Longtime Leader of the Neo-Nazi National Alliance, William Pierce, Dies
The unexpected death of National Alliance leader William Pierce shifted the neo-Nazi landscape, but the appointment of Erich Gliebe as Pierce's successor means the organization lives on.
The unexpected death this July of neo-Nazi William Pierce, founder and chief of the highly influential National Alliance, was a tectonic event on the landscape of the radical right. The man who just a year earlier had said that he needed four to five years more to solidify his revolutionary organization suddenly was gone.
Unfortunately, America's leading neo-Nazi may have been too pessimistic. A number of factors suggest the Alliance may well outlive the man who built it.
At the time of Pierce's death, the National Alliance was better organized, better known and more profitable than at any time in its 28-year history. Its pamphlets, radio broadcasts and Internet propaganda were reaching more people than ever before.
Resistance Records, the group's white power music label, had grown into the world's most successful distributor of racist music. And Pierce, from his deathbed, issued detailed instructions to help ensure a smooth transition.
The man chosen to replace Pierce as chairman, Cleveland unit leader and Resistance Records manager Erich Gliebe, will be a very different kind of führer — a former boxer and tool-and-die maker versus a one-time university physics professor.
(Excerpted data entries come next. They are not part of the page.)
//! Threshold-triggered branch summarization
//!
//! After every append the coordinator inspects the branch's unsummarized
//! suffix; once it reaches the configured threshold the oldest bounded-size
//! chunk is condensed through the summarizer gateway and recorded as a
//! summary node parented on the chunk's last node. Gateway failure or a
//! blank summary appends nothing.

use super::branches::{chain_for_ref, lineage_to_root};
use crate::gateway::SummarizerGateway;
use crate::graph::{Node, NodeId, ProjectId, Record, Role};
use crate::storage::{GraphStore, StoreError, StoreResult};
use std::collections::HashSet;
use std::sync::Arc;
use std::time::Duration;
use thiserror::Error;
use tracing::{debug, warn};

/// Typed summarization failures
#[derive(Debug, Error)]
pub enum SummarizeError {
    #[error("not enough unsummarized nodes: have {have}, need {need}")]
    InsufficientNodes { have: usize, need: usize },

    #[error("branch is already fully summarized")]
    AlreadySummarized,

    #[error("branch not found: {0}")]
    BranchNotFound(String),

    #[error("summarization failed: {0}")]
    Summarization(String),

    #[error(transparent)]
    Store(StoreError),
}

impl From<StoreError> for SummarizeError {
    fn from(e: StoreError) -> Self {
        match e {
            StoreError::BranchNotFound(r) => SummarizeError::BranchNotFound(r),
            other => SummarizeError::Store(other),
        }
    }
}

/// Every id covered by any summary node's segment
pub(crate) fn covered_ids(nodes: &[Node]) -> HashSet<NodeId> {
    nodes
        .iter()
        .filter_map(|n| n.summarized_segment.as_ref())
        .flat_map(|segment| segment.iter().copied())
        .collect()
}

/// Trailing run of chain nodes not yet condensed into any summary
///
/// Summary nodes themselves never re-enter a later summary.
pub(crate) fn unsummarized_suffix<'a>(
    chain: &'a [Node],
    covered: &HashSet<NodeId>,
) -> Vec<&'a Node> {
    let boundary = chain
        .iter()
        .rposition(|n| n.role == Role::Summary || covered.contains(&n.id))
        .map(|i| i + 1)
        .unwrap_or(0);
    chain[boundary..].iter().collect()
}

/// Orchestrates summarization against the store and the external summarizer
pub struct SummarizationCoordinator {
    store: Arc<dyn GraphStore>,
    summarizer: Arc<dyn SummarizerGateway>,
    threshold: usize,
    chunk: usize,
    timeout: Duration,
}

impl SummarizationCoordinator {
    pub fn new(
        store: Arc<dyn GraphStore>,
        summarizer: Arc<dyn SummarizerGateway>,
        threshold: usize,
        chunk: usize,
        timeout: Duration,
    ) -> Self {
        Self {
            store,
            summarizer,
            threshold,
            chunk,
            timeout,
        }
    }

    /// Explicit summarization of a branch (id, label, or newest by default)
    pub async fn summarize_branch(
        &self,
        project: &ProjectId,
        branch: Option<&str>,
    ) -> Result<Node, SummarizeError> {
        let chain = chain_for_ref(self.store.as_ref(), project, branch)?;
        self.summarize_chain(project, &chain).await
    }

    /// Post-append check: summarize the tip's branch if it crossed the threshold
    ///
    /// Failures here never fail the append that triggered the check; anything
    /// other than "not enough nodes yet" is logged.
    pub async fn check_after_append(&self, project: &ProjectId, tip: NodeId) -> Option<Node> {
        let chain = match lineage_to_root(self.store.as_ref(), project, tip) {
            Ok(chain) => chain,
            Err(error) => {
                warn!(%project, %error, "summarization check could not walk branch");
                return None;
            }
        };
        match self.summarize_chain(project, &chain).await {
            Ok(node) => Some(node),
            Err(SummarizeError::InsufficientNodes { .. })
            | Err(SummarizeError::AlreadySummarized) => None,
            Err(error) => {
                warn!(%project, %error, "summarization check failed");
                None
            }
        }
    }

    async fn summarize_chain(
        &self,
        project: &ProjectId,
        chain: &[Node],
    ) -> Result<Node, SummarizeError> {
        let all = self.store.nodes_chronological(project)?;
        let covered = covered_ids(&all);
        let suffix = unsummarized_suffix(chain, &covered);

        if !chain.is_empty() && suffix.is_empty() {
            return Err(SummarizeError::AlreadySummarized);
        }
        if suffix.len() < self.threshold {
            return Err(SummarizeError::InsufficientNodes {
                have: suffix.len(),
                need: self.threshold,
            });
        }

        // Oldest chunk first so summaries roll forward through the branch.
        let take = self.chunk.min(suffix.len()).max(1);
        let segment: Vec<Node> = suffix[..take].iter().map(|n| (*n).clone()).collect();

        let summary_text =
            match tokio::time::timeout(self.timeout, self.summarizer.summarize(&segment)).await {
                Ok(Ok(text)) => text,
                Ok(Err(error)) => return Err(SummarizeError::Summarization(error.to_string())),
                Err(_) => {
                    return Err(SummarizeError::Summarization(
                        "summarizer gateway exceeded its deadline".to_string(),
                    ))
                }
            };
        if summary_text.trim().is_empty() {
            return Err(SummarizeError::Summarization(
                "summarizer returned a blank summary".to_string(),
            ));
        }

        let segment_ids: Vec<NodeId> = segment.iter().map(|n| n.id).collect();
        let summary = Node::summary(project.clone(), summary_text, segment_ids.clone());
        let summary = append_node(self.store.as_ref(), project, summary)?;

        // Second append: link the segment's last node to its new child.
        if let Some(last) = segment_ids.last() {
            link_child(self.store.as_ref(), project, *last, summary.id)?;
        }

        debug!(
            %project,
            summary = %summary.id,
            covered = segment_ids.len(),
            "appended summary node"
        );
        Ok(summary)
    }
}

/// Append a node record, returning it as written
pub(crate) fn append_node(
    store: &dyn GraphStore,
    project: &ProjectId,
    node: Node,
) -> StoreResult<Node> {
    match store.append(Record::Node(node), project.as_str())? {
        Record::Node(n) => Ok(n),
        Record::Artifact(_) => unreachable!("node append returned artifact record"),
    }
}

/// Re-append `parent` with `child` added to its children list
pub(crate) fn link_child(
    store: &dyn GraphStore,
    project: &ProjectId,
    parent: NodeId,
    child: NodeId,
) -> StoreResult<()> {
    let mut node = store
        .get(&parent, project)?
        .ok_or(StoreError::NodeNotFound(parent))?;
    if !node.children.contains(&child) {
        node.children.push(child);
        append_node(store, project, node)?;
    }
    Ok(())
}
But even assuming that Gliebe fails to live up to his predecessor, the National Alliance could flourish as the core staff under him remains unchanged and the group's expanding music business continues to fill its coffers.
The Bridges He Built
The influence of Pierce and the Alliance was immense. It began with Pierce's fictional writings, most especially his novel of race war, The Turner Diaries.
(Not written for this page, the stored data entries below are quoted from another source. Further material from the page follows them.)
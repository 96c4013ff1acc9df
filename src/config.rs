//! Engine configuration, supplied at construction and immutable thereafter

use std::time::Duration;

/// Tunables for the workflow engine
#[derive(Debug, Clone)]
pub struct EngineConfig {
    /// Trigger a review every N drafted actor nodes; `None` disables the cadence
    pub review_cadence: Option<usize>,
    /// Maximum needs_revision cycles per actor node before a forced reject
    pub max_revisions: u32,
    /// Unsummarized branch suffix length that triggers summarization
    pub summary_threshold: usize,
    /// Maximum number of nodes condensed into one summary
    pub summary_chunk: usize,
    /// Deadline applied to every gateway call
    pub gateway_timeout: Duration,
}

impl Default for EngineConfig {
    fn default() -> Self {
        Self {
            review_cadence: Some(1),
            // The critic rejects outright after two revision attempts.
            max_revisions: 2,
            summary_threshold: 10,
            summary_chunk: 10,
            gateway_timeout: Duration::from_secs(30),
        }
    }
}

impl EngineConfig {
    pub fn new() -> Self {
        Self::default()
    }

    /// Review every `every` drafted nodes
    pub fn with_review_cadence(mut self, every: usize) -> Self {
        self.review_cadence = Some(every);
        self
    }

    /// Only review on an explicit done signal
    pub fn without_review_cadence(mut self) -> Self {
        self.review_cadence = None;
        self
    }

    pub fn with_max_revisions(mut self, max: u32) -> Self {
        self.max_revisions = max;
        self
    }

    pub fn with_summary_threshold(mut self, threshold: usize) -> Self {
        self.summary_threshold = threshold;
        self
    }

    pub fn with_summary_chunk(mut self, chunk: usize) -> Self {
        self.summary_chunk = chunk;
        self
    }

    pub fn with_gateway_timeout(mut self, timeout: Duration) -> Self {
        self.gateway_timeout = timeout;
        self
    }
}
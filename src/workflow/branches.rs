//! Branch resolution helpers
//!
//! A branch is the chain of nodes reachable by following parent links back
//! from a head. Multi-parent merge nodes follow their first parent, which
//! matches single-branch resume semantics. Branch labels live on a branch's
//! first node, so resolving a label means finding the head whose lineage
//! contains the labeled node.

use crate::graph::{Node, NodeId, ProjectId};
use crate::storage::{GraphStore, StoreError, StoreResult};
use std::collections::HashSet;

/// Summary line for one branch of a project
#[derive(Debug, Clone)]
pub struct BranchInfo {
    /// The branch's tip
    pub head: NodeId,
    /// Label of the earliest labeled node on the branch, if any
    pub label: Option<String>,
    /// Nodes on the first-parent chain
    pub node_count: usize,
    /// Longest-path depth of the head
    pub depth: usize,
    /// Chain nodes not yet covered by any summary
    pub unsummarized: usize,
}

/// First-parent chain from `from` back to its root, returned root-first
///
/// A visited set bounds the walk on cyclic input.
pub(crate) fn lineage_to_root(
    store: &dyn GraphStore,
    project: &ProjectId,
    from: NodeId,
) -> StoreResult<Vec<Node>> {
    let mut chain = Vec::new();
    let mut visited = HashSet::new();
    let mut cursor = Some(from);
    while let Some(id) = cursor {
        if !visited.insert(id) {
            break;
        }
        let node = store
            .get(&id, project)?
            .ok_or(StoreError::NodeNotFound(id))?;
        cursor = node.parents.first().copied();
        chain.push(node);
    }
    chain.reverse();
    Ok(chain)
}

/// Resolve a branch reference to its full chain, root-first
///
/// `branch` may be a node id or a branch label; `None` selects the most
/// recently started branch (the newest head). A labeled or referenced node
/// that is not itself a head resolves to the newest head whose lineage
/// contains it.
pub(crate) fn chain_for_ref(
    store: &dyn GraphStore,
    project: &ProjectId,
    branch: Option<&str>,
) -> StoreResult<Vec<Node>> {
    let heads = store.heads(project)?;

    let reference = match branch {
        Some(branch) => Some(store.resolve_branch(branch, project)?),
        None => None,
    };

    match reference {
        None => {
            let head = heads
                .last()
                .ok_or_else(|| StoreError::BranchNotFound(project.to_string()))?;
            lineage_to_root(store, project, head.id)
        }
        Some(ref_id) => {
            // Newest head first so forks resolve to the active line of work.
            for head in heads.iter().rev() {
                let chain = lineage_to_root(store, project, head.id)?;
                if chain.iter().any(|n| n.id == ref_id) {
                    return Ok(chain);
                }
            }
            // Reachable only through a non-first parent: treat the referenced
            // node itself as the tip.
            lineage_to_root(store, project, ref_id)
        }
    }
}

/// Describe every branch of a project, one entry per head
pub(crate) fn list_branches(
    store: &dyn GraphStore,
    project: &ProjectId,
) -> StoreResult<Vec<BranchInfo>> {
    let all = store.nodes_chronological(project)?;
    let covered = super::summarize::covered_ids(&all);

    let mut branches = Vec::new();
    for head in store.heads(project)? {
        let chain = lineage_to_root(store, project, head.id)?;
        let label = chain.iter().find_map(|n| n.branch_label.clone());
        let unsummarized = super::summarize::unsummarized_suffix(&chain, &covered).len();
        branches.push(BranchInfo {
            head: head.id,
            label,
            node_count: chain.len(),
            depth: store.depth(&head.id, project)?,
            unsummarized,
        });
    }
    Ok(branches)
}
//! Review-trigger policy
//!
//! When a freshly drafted actor node should go straight to the critic is an
//! injectable predicate rather than a hard-coded rule, since the trigger
//! condition is expected to evolve.
//!
//! The cadence counts drafted nodes since the last triggered review, not
//! accepted ones: verdicts only exist once a review fires, so they cannot
//! feed the trigger that starts it. A policy keyed on accepted work belongs
//! in a custom `ReviewPolicy` implementation.

/// Decides whether a newly drafted node is reviewed immediately
pub trait ReviewPolicy: Send + Sync {
    /// `done` is the caller's "this unit of work is complete" signal;
    /// `drafted_since_review` counts actor nodes in this project since the
    /// last triggered review, including the one just drafted.
    fn should_review(&self, done: bool, drafted_since_review: usize) -> bool;
}

/// Review every `every` drafted nodes
#[derive(Debug, Clone)]
pub struct CadencePolicy {
    pub every: usize,
}

impl ReviewPolicy for CadencePolicy {
    fn should_review(&self, _done: bool, drafted_since_review: usize) -> bool {
        self.every > 0 && drafted_since_review >= self.every
    }
}

/// Review only when the caller signals completion
#[derive(Debug, Clone)]
pub struct DoneSignalPolicy;

impl ReviewPolicy for DoneSignalPolicy {
    fn should_review(&self, done: bool, _drafted_since_review: usize) -> bool {
        done
    }
}

/// Default policy: a fixed cadence, or an explicit done signal, whichever
/// fires first
#[derive(Debug, Clone)]
pub struct CadenceOrDonePolicy {
    /// `None` disables the cadence half
    pub every: Option<usize>,
}

impl ReviewPolicy for CadenceOrDonePolicy {
    fn should_review(&self, done: bool, drafted_since_review: usize) -> bool {
        if done {
            return true;
        }
        match self.every {
            Some(every) if every > 0 => drafted_since_review >= every,
            _ => false,
        }
    }
}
"By itself," former Alliance attorney Victor Gerhard wrote, "The Turner Diaries probably recruited more people to the cause of White racialism than any other publication, person, organization or event."
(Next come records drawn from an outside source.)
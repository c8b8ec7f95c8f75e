//! Error types for callflow.

use uuid::Uuid;

/// Top-level error type.
#[derive(Debug, thiserror::Error)]
pub enum Error {
    #[error("Configuration error: {0}")]
    Config(#[from] ConfigError),

    #[error("Database error: {0}")]
    Database(#[from] DatabaseError),

    #[error("Channel error: {0}")]
    Channel(#[from] ChannelError),

    #[error("Survey validation failed: {0}")]
    Graph(#[from] GraphValidationError),

    #[error("Flow error: {0}")]
    Flow(#[from] FlowError),

    #[error("Session error: {0}")]
    Session(#[from] SessionError),
}

/// Configuration-related errors.
#[derive(Debug, thiserror::Error)]
pub enum ConfigError {
    #[error("Invalid configuration value for {key}: {message}")]
    InvalidValue { key: String, message: String },
}

/// Database-related errors.
#[derive(Debug, thiserror::Error)]
pub enum DatabaseError {
    #[error("Connection pool error: {0}")]
    Pool(String),

    #[error("Query failed: {0}")]
    Query(String),

    #[error("Entity not found: {entity} with id {id}")]
    NotFound { entity: String, id: String },

    #[error("Conflicting write to {entity} {id}: {message}")]
    Conflict {
        entity: String,
        id: String,
        message: String,
    },

    #[error("Migration failed: {0}")]
    Migration(String),

    #[error("Serialization error: {0}")]
    Serialization(String),
}

impl From<libsql::Error> for DatabaseError {
    fn from(e: libsql::Error) -> Self {
        DatabaseError::Query(e.to_string())
    }
}

/// Transport-level errors raised by channel adapters.
#[derive(Debug, thiserror::Error)]
pub enum ChannelError {
    #[error("Delivery on channel {channel} failed: {reason}")]
    DeliveryFailed { channel: String, reason: String },

    #[error("No adapter configured for channel {channel}")]
    NotConfigured { channel: String },

    #[error("HTTP error: {0}")]
    Http(String),

    #[error("Unknown delivery: {0}")]
    UnknownDelivery(String),
}

/// Survey authoring defects. These block persistence and never reach the orchestrator.
#[derive(Debug, Clone, PartialEq, Eq, thiserror::Error)]
pub enum GraphValidationError {
    #[error("Question id '{id}' is used more than once")]
    DuplicateQuestionId { id: String },

    #[error("Question '{question_id}' routes '{condition}' to unknown question '{target}'")]
    UnknownTarget {
        question_id: String,
        condition: String,
        target: String,
    },

    #[error("Multiple choice question '{question_id}' has no options")]
    MissingOptions { question_id: String },

    #[error("Question '{question_id}' ({question_type}) has invalid condition key '{condition}'")]
    InvalidConditionKey {
        question_id: String,
        question_type: String,
        condition: String,
    },

    #[error("Questions unreachable from the first question: {}", question_ids.join(", "))]
    Unreachable { question_ids: Vec<String> },
}

/// Errors raised while navigating a survey flow.
#[derive(Debug, Clone, PartialEq, Eq, thiserror::Error)]
pub enum FlowError {
    #[error("Survey has no questions")]
    EmptySurvey,

    #[error("Question '{0}' does not exist in this survey")]
    UnknownQuestion(String),

    #[error("Invalid answer for question '{question_id}': {reason}")]
    InvalidAnswer { question_id: String, reason: String },

    #[error("Required question '{question_id}' was not answered")]
    MissingRequiredAnswer { question_id: String },
}

impl FlowError {
    /// Whether the worker should re-prompt the same question.
    pub fn is_reprompt(&self) -> bool {
        matches!(
            self,
            FlowError::InvalidAnswer { .. } | FlowError::MissingRequiredAnswer { .. }
        )
    }
}

/// CallSession lifecycle errors.
#[derive(Debug, thiserror::Error)]
pub enum SessionError {
    #[error("Session {id} not found")]
    NotFound { id: Uuid },

    #[error("Survey {id} not found")]
    SurveyNotFound { id: Uuid },

    #[error("Survey {survey_id} is {status} and cannot be targeted by new sessions")]
    SurveyNotDispatchable { survey_id: Uuid, status: String },

    #[error("Session {id} is {from}, cannot transition to {to}")]
    InvalidTransition { id: Uuid, from: String, to: String },

    #[error("Session {id} has used all {attempts} attempts")]
    RetryExhausted { id: Uuid, attempts: u32 },

    #[error("Session {id} expected an answer for '{expected}', got one for '{got}'")]
    StaleAnswer {
        id: Uuid,
        expected: String,
        got: String,
    },

    #[error("Session {id} is {status} and not accepting answers")]
    NotAcceptingAnswers { id: Uuid, status: String },

    #[error("Campaign {id} not found")]
    CampaignNotFound { id: Uuid },

    #[error("Campaign {campaign_id} runs survey {expected}, not {got}")]
    CampaignSurveyMismatch {
        campaign_id: Uuid,
        expected: Uuid,
        got: Uuid,
    },
}

/// Result type alias.
pub type Result<T> = std::result::Result<T, Error>;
But Pierce's influence also derived from his commentaries on current events, his ability to maintain a far more disciplined group than others, and his refusal to compromise.
Although Pierce was an elitist who harshly criticized other hate groups — as he did in his very last speech, a remarkable secret talk that is detailed in this issue of the Intelligence Report — he also built important political bridges in his later years.
He was close to two European neofascist parties, the National Democratic Party of Germany and the British National Party. In the United States, Pierce's work was not only an inspiration to the violently inclined; his organization also made alliances with white ethnic groups, cultivated the young through racist music CDs and concerts, and counted close friends in key positions of other groups.
"The National Alliance's importance has been defined by its influence over other like-minded organizations and not by the size of its own apparatus," Leonard Zeskind, a veteran analyst of white nationalism, wrote in the Los Angeles Times after Pierce's death.
"Its cadres have participated in the fight against immigration, marched alongside others for the Confederate flag and staged white-power concerts and skinhead rallies."
A former member nearly won a crucial leadership post in the Sons of Confederate Veterans recently. A close Pierce friend, Mark Weber, currently heads America's largest Holocaust denial organization.
Extremism in Black and Green
Neo-Nazism is not the only extremist threat. In this issue, the rise and fall of a black supremacist cult based in Georgia — a cult whose leader is imprisoned on child molestation charges and which is allegedly linked to widespread criminality — is explored in the remarkable saga of Dwight York, founder of the United Nuwaubian Nation of Moors.
The black supremacist ideology of the Nuwaubians is not merely the flip side of the white supremacism of groups like the National Alliance.
The Nuwaubians are far more cult-like, living largely cut off from society and blindly devoted to their authoritarian leader. More importantly, their anti-white racism, like that of many other black nationalists, is largely a reaction to the history of anti-black racism in America.
In the same way, the eco-radicals who are profiled in this issue of the Report are wholly different than the men and women who populate the Alliance.
They are not animated by racism or anti-Semitism. They do not call for the wholesale slaughter of their enemies. But there is clear evidence that despite their protestations to the contrary, eco-radicals are increasingly willing to engage in personal violence.
Americans who believe in democracy are increasingly being called on to defend it from a variety of threats. As citizens of this country, it is incumbent on all of us to condemn those who propose to solve our problems through violence even as we support the search for solutions that will help our nation flourish.